The Leidenfrost effect may play a part. This occurs when a cold, wet object (like a foot)touches a hot, dry object (like a burning coal).The water vaporises, creating a barrier of steam between the hot and cold objects. Hence the two objects do not actually touch and evaporation from the cold object is much slowe than might otherwise be expected. Since steam is a relatively poor conductor of heat the foot does not get burned.
Stay safe
Fire walking is an exhilerating but also risky business and should always be carried out with a qualified and experienced practitioner. However Scott Bell of the popular UK Firewalk Charity ukfirewalk.com warns that it is essential to check credentials as because there is no governing body, anyone can call themselves an instructor and receive little or poor training.

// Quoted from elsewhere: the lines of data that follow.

/// Sector-by-sector program stream demultiplexer.
///
/// Each call to [`parse_next_packet`](Self::parse_next_packet) reads one
/// 2048-byte block, decodes its pack header and the first packet behind
/// it, and routes the payload to a [`DemuxSink`]. Navigation packs update
/// the PCI/DSI snapshot; a change of VOB or cell id marks the cell as found
/// in the supplied [`CellList`] and signals a boundary to the sink.
///
/// Payload timestamps are relative to the first timestamped packet of the
/// current cell, so every cell starts at zero.
#[derive(Debug)]
pub struct VobParser<B: BlockSource> {
    source: B,
    buffer: Vec<u8>,
    packet_index: u32,
    packet_count: u32,
    state: NavState,
    abort: Arc<AtomicBool>,
}

impl<B: BlockSource> VobParser<B> {
    pub fn new(source: B) -> Self {
        let packet_count = source.block_count();
        Self {
            source,
            buffer: vec![0; DVD_VIDEO_LB_LEN],
            packet_index: 0,
            packet_count,
            state: NavState {
                first_packet: true,
                ..Default::default()
            },
            abort: Arc::new(AtomicBool::new(false)),
        }
    }

    /// Shares an externally owned abort flag.
    pub fn with_abort_handle(mut self, abort: Arc<AtomicBool>) -> Self {
        self.abort = abort;
        self
    }

    /// Flag checked once per sector by [`run`](Self::run).
    pub fn abort_handle(&self) -> Arc<AtomicBool> {
        Arc::clone(&self.abort)
    }

    pub fn packet_count(&self) -> u32 {
        self.packet_count
    }

    pub fn packet_index(&self) -> u32 {
        self.packet_index
    }

    pub fn packet_info(&self) -> &PacketInfo {
        &self.state.info
    }

    pub fn pci(&self) -> &Pci {
        &self.state.pci
    }

    pub fn dsi(&self) -> &Dsi {
        &self.state.dsi
    }

    /// VOB and cell id of the last navigation pack.
    pub fn current_cell(&self) -> (u16, u8) {
        (self.state.dsi.vobu_vob_idn, self.state.dsi.vobu_c_idn)
    }

    /// Rewinds to the first block and forgets all navigation state.
    pub fn reset(&mut self) {
        self.packet_index = 0;
        self.state = NavState {
            first_packet: true,
            ..Default::default()
        };
    }

    /// Parses the next block. Returns `Ok(false)` once no complete block is
    /// left.
    pub fn parse_next_packet<S: DemuxSink>(
        &mut self,
        cells: &mut CellList,
        sink: &mut S,
    ) -> Result<bool, DemuxError> {
        if self.packet_index >= self.packet_count
            || self
                .source
                .read_blocks(self.packet_index, 1, &mut self.buffer)?
                != 1
        {
            return Ok(false);
        }

        let base = self.packet_index as u64 * DVD_VIDEO_LB_LEN as u64;
        self.state.parse_sector(&self.buffer, base, cells, sink)?;
        self.packet_index += 1;
        Ok(true)
    }

    /// Parses blocks until the source ends or the abort flag is raised.
    ///
    /// `on_progress` receives the current block index every
    /// [`PROGRESS_INTERVAL`] blocks and once at the end.
    pub fn run<S: DemuxSink>(
        &mut self,
        cells: &mut CellList,
        sink: &mut S,
        mut on_progress: impl FnMut(u32),
    ) -> Result<PassEnd, DemuxError> {
        let end = loop {
            if self.abort.load(Ordering::Relaxed) {
                log::info!("Aborted at block {}", self.packet_index);
                break PassEnd::Aborted;
            }

            match self.parse_next_packet(cells, sink) {
                Ok(true) => {}
                Ok(false) => break PassEnd::Completed,
                Err(DemuxError::TruncatedPacket { offset }) => {
                    log::warn!("Packet truncated at byte offset {offset:#x}, ending the pass");
                    break PassEnd::Truncated(offset);
                }
                Err(e) => return Err(e),
            }

            if self.packet_index % PROGRESS_INTERVAL == 0 {
                on_progress(self.packet_index);
            }
        };

        on_progress(self.packet_index);
        Ok(end)
    }
}

impl NavState {
    fn parse_sector<S: DemuxSink>(
        &mut self,
        sector: &[u8],
        base: u64,
        cells: &mut CellList,
        sink: &mut S,
    ) -> Result<(), DemuxError> {
        let mut cursor = BinaryCursor::with_base(sector, base);

        let identifier = cursor.read_u32()?;
        if !is_pack_start(identifier) {
            return Err(DemuxError::InvalidPacket { offset: base });
        }

        let pack = PackHeader::parse(&mut cursor)?;
        self.info.scr = pack.scr;
        self.info.scr_ext = pack.scr_ext;
        self.info.program_mux_rate = pack.program_mux_rate;

        let header = cursor.read_u32()?;
        if !is_start_code(header) {
            log::trace!("Unknown start code {header:#010x} at {:#x}", cursor.offset() - 4);
            return Ok(());
        }

        let stream_id = header as u8;
        match stream_id {
            SYSTEM_HEADER => self.parse_nav_pack(&mut cursor, cells, sink)?,
            id if id & VIDEO_STREAM == VIDEO_STREAM => self.parse_video(&mut cursor, sink)?,
            id if id & AUDIO_STREAM == AUDIO_STREAM => self.parse_audio(id, &mut cursor, sink)?,
            PRIVATE_STREAM_1 => self.parse_private_stream_1(&mut cursor, sink)?,
            id => {
                let size = cursor.read_u16()?;
                cursor.skip(size as usize)?;
                log::trace!("Skipped stream {id:#04x} of {size} bytes");
            }
        }

        if self.first_packet && stream_id != SYSTEM_HEADER {
            self.first_packet = false;
            self.start_pts = self.raw_pts;
            self.start_dts = self.raw_dts;
        }
        Ok(())
    }

    fn parse_nav_pack<S: DemuxSink>(
        &mut self,
        cursor: &mut BinaryCursor,
        cells: &mut CellList,
        sink: &mut S,
    ) -> Result<(), DemuxError> {
        let size = cursor.read_u16()?;
        cursor.skip(size as usize)?;

        while cursor.remaining() >= 6 {
            let header = cursor.read_u32()?;
            if !is_start_code(header) {
                break;
            }
            if header as u8 == PRIVATE_STREAM_2 {
                self.parse_nav_packet(cursor)?;
            } else {
                let size = cursor.read_u16()?;
                cursor.skip(size as usize)?;
            }
        }

        if self.is_new_cell() {
            let (vob_id, cell_id) = (self.dsi.vobu_vob_idn, self.dsi.vobu_c_idn);
            match cells.mark_found(vob_id, cell_id) {
                Some(cell) => {
                    if self.dsi.nv_pck_scr == 0 {
                        self.vob_timecode_offset = self.pci.vobu_s_ptm / 90;
                    }
                    let start = (self.pci.vobu_s_ptm / 90).saturating_sub(self.vob_timecode_offset);
                    log::debug!("VOB {vob_id} / Cell {cell_id} starts at {start} ms");
                    sink.set_boundary(start, cell.duration_ms(), cell)?;
                }
                None => log::debug!("VOB {vob_id} / Cell {cell_id} is not in the cell list"),
            }
        }

        if self.pci.hli.btn_ns != 0 {
            let (start, end) = self.vobu_times();
            if let Some(packet) = cursor.buffer().get(self.pci_range.clone()) {
                sink.process_stream(PCI_SUBSTREAM, packet, start, end)?;
            }
        }
        Ok(())
    }

    fn parse_nav_packet(&mut self, cursor: &mut BinaryCursor) -> Result<(), DemuxError> {
        let position = cursor.position();
        let length = cursor.read_u16()? as usize;
        let end = position + 2 + length;

        match cursor.read_u8()? {
            PCI_SUBSTREAM => {
                self.pci = Pci::parse(cursor)?;
                // keep the private stream 2 start code
                self.pci_range = position - 4..end;
            }
            DSI_SUBSTREAM => self.dsi = Dsi::parse(cursor)?,
            other => log::debug!(
                "Unknown navigation substream {other:#04x} at {:#x}",
                cursor.offset() - 1
            ),
        }

        cursor.seek_to(end)
    }

    /// True when the VOB or cell id differs from the previous navigation
    /// pack. Resets the timestamp zero point.
    fn is_new_cell(&mut self) -> bool {
        let current = (self.dsi.vobu_vob_idn, self.dsi.vobu_c_idn);
        let changed = self.previous_cell != Some(current);
        self.previous_cell = Some(current);
        if changed {
            self.first_packet = true;
        }
        changed
    }

    /// VOBU start and end in milliseconds relative to the captured offset.
    fn vobu_times(&self) -> (u32, u32) {
        (
            (self.pci.vobu_s_ptm / 90).saturating_sub(self.vob_timecode_offset),
            (self.pci.vobu_e_ptm / 90).saturating_sub(self.vob_timecode_offset),
        )
    }

    fn parse_pes_header(&mut self, cursor: &mut BinaryCursor) -> Result<PesHeader, DemuxError> {
        let header = PesHeader::parse(cursor)?;

        if let Some(pts) = header.pts {
            self.raw_pts = pts;
            if self.first_packet {
                self.start_pts = pts;
            }
            self.info.pts = pts.saturating_sub(self.start_pts);
        }
        if let Some(dts) = header.dts.or(header.pts) {
            self.raw_dts = dts;
            if self.first_packet {
                self.start_dts = dts;
            }
            self.info.dts = dts.saturating_sub(self.start_dts);
        }
        self.first_packet = false;

        Ok(header)
    }

    fn parse_video<S: DemuxSink>(
        &mut self,
        cursor: &mut BinaryCursor,
        sink: &mut S,
    ) -> Result<(), DemuxError> {
        let length = cursor.read_u16()? as usize;
        let header = self.parse_pes_header(cursor)?;
        let payload = cursor.take(length.saturating_sub(3 + header.header_len as usize))?;

        sink.process_stream(
            VIDEO_STREAM,
            payload,
            (self.info.dts / 90) as u32,
            (self.info.pts / 90) as u32,
        )?;
        Ok(())
    }

    fn parse_audio<S: DemuxSink>(
        &mut self,
        stream_id: u8,
        cursor: &mut BinaryCursor,
        sink: &mut S,
    ) -> Result<(), DemuxError> {
        let length = cursor.read_u16()? as usize;
        let header = self.parse_pes_header(cursor)?;
        let payload = cursor.take(length.saturating_sub(3 + header.header_len as usize))?;

        sink.process_stream(
            stream_id,
            payload,
            (self.info.pts / 90) as u32,
            (self.info.dts / 90) as u32,
        )?;
        Ok(())
    }

    fn parse_private_stream_1<S: DemuxSink>(
        &mut self,
        cursor: &mut BinaryCursor,
        sink: &mut S,
    ) -> Result<(), DemuxError> {
        let length = cursor.read_u16()? as usize;
        let data_start = cursor.position();
        self.parse_pes_header(cursor)?;
        let substream = cursor.read_u8()?;
        let (start, end) = self.vobu_times();

        let header_skip = match substream {
            // VobSub keeps whole sectors
            0x20..=0x3F => {
                sink.process_stream(substream, cursor.buffer(), start, end)?;
                return Ok(());
            }
            // frame count and first access unit pointer
            0x80..=0x8F => 3,
            0xA0..=0xA7 => 6,
            other => {
                log::trace!("Unknown private stream 1 substream {other:#04x}");
                return Ok(());
            }
        };

        cursor.skip(header_skip)?;
        let consumed = cursor.position() - data_start;
        let payload = cursor.take(length.saturating_sub(consumed))?;
        sink.process_stream(substream, payload, start, end)?;
        Ok(())
    }
}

He gives the following safety tips for choosing your firewalk:
The most important thing would be to look for an event which is hosted by an experienced firewalk instructor, that is,someone who can provide references that can be followed up independently.
The good companies have been around for many years and have clients who use their services on a regular basis, so always ask to speak to them directly.
Never walk unless the instructor walks first, if they do not have the confidence to walk across, then neither should you.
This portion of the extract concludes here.